Work to be completed
Write out, from the entries below, exactly the lines that run between the lines holding "document that does" and "let now = Timestamp::now();", inclusive, and stop there.

Saved entries:

━━━━━━━━━━━━━━━━

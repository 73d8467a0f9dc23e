//! Core types for the record store.

use chrono::{DateTime, NaiveDateTime, SecondsFormat, SubsecRound, Utc};
use rand::Rng;
use serde::ser::SerializeMap;
use serde::{Deserialize, Deserializer, Serialize, Serializer};
use serde_json::{Map, Value};
use std::fmt;

/// Caller-supplied field map, merged shallowly onto a record.
pub type Fields = Map<String, Value>;

/// Length of a generated record identifier.
pub const RECORD_ID_LENGTH: usize = 15;

const RECORD_ID_ALPHABET: &[u8] = b"abcdefghijklmnopqrstuvwxyz0123456789";

/// Name of the attachment-list field.
pub const PIC_FIELD: &str = "pic";

/// Metadata keys owned by the store. Caller fields with these names are ignored.
pub const RESERVED_FIELDS: &[&str] = &["id", "created", "updated", "collectionName"];

/// Opaque identifier for a record, unique within its collection.
#[derive(Clone, Default, PartialEq, Eq, Hash, PartialOrd, Ord, Serialize, Deserialize)]
#[serde(transparent)]
pub struct RecordId(String);

impl RecordId {
    /// Generate a random lowercase alphanumeric identifier.
    pub fn generate() -> Self {
        let mut rng = rand::rng();
        let id = (0..RECORD_ID_LENGTH)
            .map(|_| RECORD_ID_ALPHABET[rng.random_range(0..RECORD_ID_ALPHABET.len())] as char)
            .collect();
        RecordId(id)
    }

    pub fn as_str(&self) -> &str {
        &self.0
    }
}

impl From<&str> for RecordId {
    fn from(s: &str) -> Self {
        RecordId(s.to_string())
    }
}

impl From<String> for RecordId {
    fn from(s: String) -> Self {
        RecordId(s)
    }
}

impl PartialEq<str> for RecordId {
    fn eq(&self, other: &str) -> bool {
        self.0 == other
    }
}

impl PartialEq<&str> for RecordId {
    fn eq(&self, other: &&str) -> bool {
        self.0 == *other
    }
}

impl fmt::Debug for RecordId {
    fn fmt(&self, f: &mut fmt::Formatter<'_>) -> fmt::Result {
        write!(f, "RecordId({})", self.0)
    }
}

impl fmt::Display for RecordId {
    fn fmt(&self, f: &mut fmt::Formatter<'_>) -> fmt::Result {
        f.write_str(&self.0)
    }
}

/// UTC instant, serialized as an ISO-8601 string.
#[derive(Clone, Copy, Default, PartialEq, Eq, PartialOrd, Ord, Hash)]
pub struct Timestamp(DateTime<Utc>);

impl Timestamp {
    /// Current time, at millisecond precision.
    pub fn now() -> Self {
        Timestamp(Utc::now().trunc_subsecs(3))
    }

    /// Parse an RFC 3339 string, or the `2024-01-31 12:00:00.000Z` form
    /// found in exported data.
    pub fn parse(s: &str) -> Option<Self> {
        if let Ok(dt) = DateTime::parse_from_rfc3339(s) {
            return Some(Timestamp(dt.with_timezone(&Utc)));
        }
        NaiveDateTime::parse_from_str(s.trim_end_matches('Z'), "%Y-%m-%d %H:%M:%S%.f")
            .ok()
            .map(|naive| Timestamp(naive.and_utc()))
    }

    pub fn as_datetime(&self) -> DateTime<Utc> {
        self.0
    }

    /// ISO-8601 with milliseconds (`2024-01-31T12:00:00.000Z`); finer
    /// precision read from a document is kept.
    pub fn to_iso_string(&self) -> String {
        let format = if self.0.timestamp_subsec_nanos() % 1_000_000 == 0 {
            SecondsFormat::Millis
        } else {
            SecondsFormat::AutoSi
        };
        self.0.to_rfc3339_opts(format, true)
    }
}

impl From<DateTime<Utc>> for Timestamp {
    fn from(dt: DateTime<Utc>) -> Self {
        Timestamp(dt)
    }
}

impl fmt::Debug for Timestamp {
    fn fmt(&self, f: &mut fmt::Formatter<'_>) -> fmt::Result {
        write!(f, "Timestamp({})", self.to_iso_string())
    }
}

impl fmt::Display for Timestamp {
    fn fmt(&self, f: &mut fmt::Formatter<'_>) -> fmt::Result {
        f.write_str(&self.to_iso_string())
    }
}

impl Serialize for Timestamp {
    fn serialize<S: Serializer>(&self, serializer: S) -> Result<S::Ok, S::Error> {
        serializer.serialize_str(&self.to_iso_string())
    }
}

impl<'de> Deserialize<'de> for Timestamp {
    fn deserialize<D: Deserializer<'de>>(deserializer: D) -> Result<Self, D::Error> {
        let raw = String::deserialize(deserializer)?;
        Timestamp::parse(&raw)
            .ok_or_else(|| serde::de::Error::custom(format!("invalid timestamp: {raw}")))
    }
}

/// A single record in a collection.
///
/// Metadata is typed; everything else lives in `fields` as loosely-typed
/// JSON so the update path stays collection-agnostic. Metadata read from a
/// document that does not have the expected shape is kept in `fields` under
/// its original key, so saving writes it back unchanged.
#[derive(Clone, Debug, PartialEq)]
pub struct Record {
    /// Unique identifier (assigned by store, immutable). Empty when the
    /// document entry has no usable id.
    pub id: RecordId,

    pub created: Option<Timestamp>,

    pub updated: Option<Timestamp>,

    pub collection_name: String,

    /// Attachment filenames, in upload order.
    pub pic: Vec<String>,

    /// Collection-specific fields.
    pub fields: Fields,
}

/// Where a document key lands when reading a record.
enum Slot {
    Id,
    Created,
    Updated,
    CollectionName,
    Pic,
    Field,
}

impl Slot {
    fn of(key: &str) -> Self {
        match key {
            "id" => Slot::Id,
            "created" => Slot::Created,
            "updated" => Slot::Updated,
            "collectionName" => Slot::CollectionName,
            PIC_FIELD => Slot::Pic,
            _ => Slot::Field,
        }
    }
}

impl Record {
    /// A fresh record with no attachments and `created == updated`.
    pub fn new(id: RecordId, collection_name: impl Into<String>) -> Self {
        let now = Timestamp::now();
        Self {
            id,
            created: Some(now),
            updated: Some(now),
            collection_name: collection_name.into(),
            pic: Vec::new(),
            fields: Fields::new(),
        }
    }

    /// Build a record from one entry of a collection document.
    ///
    /// Never fails: string and numeric ids are accepted, and metadata that
    /// cannot be parsed stays in `fields` as its raw value.
    pub fn from_document(document: Fields) -> Self {
        let mut record = Self {
            id: RecordId::default(),
            created: None,
            updated: None,
            collection_name: String::new(),
            pic: Vec::new(),
            fields: Fields::new(),
        };

        for (key, value) in document {
            match Slot::of(&key) {
                Slot::Id => match value {
                    Value::String(id) if !id.is_empty() => record.id = RecordId(id),
                    Value::Number(n) => record.id = RecordId(n.to_string()),
                    raw => {
                        record.fields.insert(key, raw);
                    }
                },
                Slot::Created | Slot::Updated => match value.as_str().and_then(Timestamp::parse) {
                    Some(ts) if key == "created" => record.created = Some(ts),
                    Some(ts) => record.updated = Some(ts),
                    None => {
                        record.fields.insert(key, value);
                    }
                },
                Slot::CollectionName => match value {
                    Value::String(name) if !name.is_empty() => record.collection_name = name,
                    raw => {
                        record.fields.insert(key, raw);
                    }
                },
                Slot::Pic => record.pic = decode_pic(&value),
                Slot::Field => {
                    record.fields.insert(key, value);
                }
            }
        }
        record
    }

    /// Get a collection-specific field.
    pub fn get(&self, field: &str) -> Option<&Value> {
        self.fields.get(field)
    }

    /// Shallow-merge caller fields. Only keys present in `fields` are
    /// applied; reserved metadata keys are skipped and `pic` replaces the
    /// attachment list. Does not refresh `updated`.
    pub fn merge_fields(&mut self, fields: Fields) {
        for (key, value) in fields {
            if RESERVED_FIELDS.contains(&key.as_str()) {
                continue;
            }
            if key == PIC_FIELD {
                self.pic = decode_pic(&value);
            } else {
                self.fields.insert(key, value);
            }
        }
    }

    /// Refresh `updated`, replacing any unparsed value kept in `fields`.
    pub fn touch(&mut self) {
        self.updated = Some(Timestamp::now());
        self.fields.retain(|key, _| key != "updated");
    }

    /// Remove a filename from `pic`. Returns whether it was present.
    pub fn remove_attachment(&mut self, filename: &str) -> bool {
        let before = self.pic.len();
        self.pic.retain(|name| name != filename);
        self.pic.len() != before
    }
}

impl Serialize for Record {
    fn serialize<S: Serializer>(&self, serializer: S) -> Result<S::Ok, S::Error> {
        let mut map = serializer.serialize_map(None)?;
        if !self.id.as_str().is_empty() {
            map.serialize_entry("id", &self.id)?;
        }
        if let Some(created) = &self.created {
            map.serialize_entry("created", created)?;
        }
        if let Some(updated) = &self.updated {
            map.serialize_entry("updated", updated)?;
        }
        if !self.collection_name.is_empty() {
            map.serialize_entry("collectionName", &self.collection_name)?;
        }
        // Doubly encoded: a JSON array inside a JSON string.
        map.serialize_entry(PIC_FIELD, &encode_pic(&self.pic))?;
        for (key, value) in &self.fields {
            map.serialize_entry(key, value)?;
        }
        map.end()
    }
}

impl<'de> Deserialize<'de> for Record {
    fn deserialize<D: Deserializer<'de>>(deserializer: D) -> Result<Self, D::Error> {
        Fields::deserialize(deserializer).map(Record::from_document)
    }
}

/// Decode a `pic` value leniently.
///
/// Arrays are taken as-is (non-string entries dropped). Strings are parsed
/// as a JSON array; a non-empty string that is not one is treated as a
/// single filename. Anything else is empty.
pub fn decode_pic(value: &Value) -> Vec<String> {
    match value {
        Value::Array(items) => items
            .iter()
            .filter_map(|item| item.as_str().map(str::to_string))
            .collect(),
        Value::String(raw) if raw.trim().is_empty() => Vec::new(),
        Value::String(raw) => match serde_json::from_str::<Vec<String>>(raw) {
            Ok(names) => names,
            Err(_) => vec![raw.clone()],
        },
        _ => Vec::new(),
    }
}

/// Encode a `pic` list as the JSON-array string stored on disk.
pub fn encode_pic(pic: &[String]) -> String {
    Value::from(pic.to_vec()).to_string()
}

━━━━━━━━━━━━━━━━

Expected answer
/// document that does not have the expected shape is kept in `fields` under
/// its original key, so saving writes it back unchanged.
#[derive(Clone, Debug, PartialEq)]
pub struct Record {
    /// Unique identifier (assigned by store, immutable). Empty when the
    /// document entry has no usable id.
    pub id: RecordId,

    pub created: Option<Timestamp>,

    pub updated: Option<Timestamp>,

    pub collection_name: String,

    /// Attachment filenames, in upload order.
    pub pic: Vec<String>,

    /// Collection-specific fields.
    pub fields: Fields,
}

/// Where a document key lands when reading a record.
enum Slot {
    Id,
    Created,
    Updated,
    CollectionName,
    Pic,
    Field,
}

impl Slot {
    fn of(key: &str) -> Self {
        match key {
            "id" => Slot::Id,
            "created" => Slot::Created,
            "updated" => Slot::Updated,
            "collectionName" => Slot::CollectionName,
            PIC_FIELD => Slot::Pic,
            _ => Slot::Field,
        }
    }
}

impl Record {
    /// A fresh record with no attachments and `created == updated`.
    pub fn new(id: RecordId, collection_name: impl Into<String>) -> Self {
        let now = Timestamp::now();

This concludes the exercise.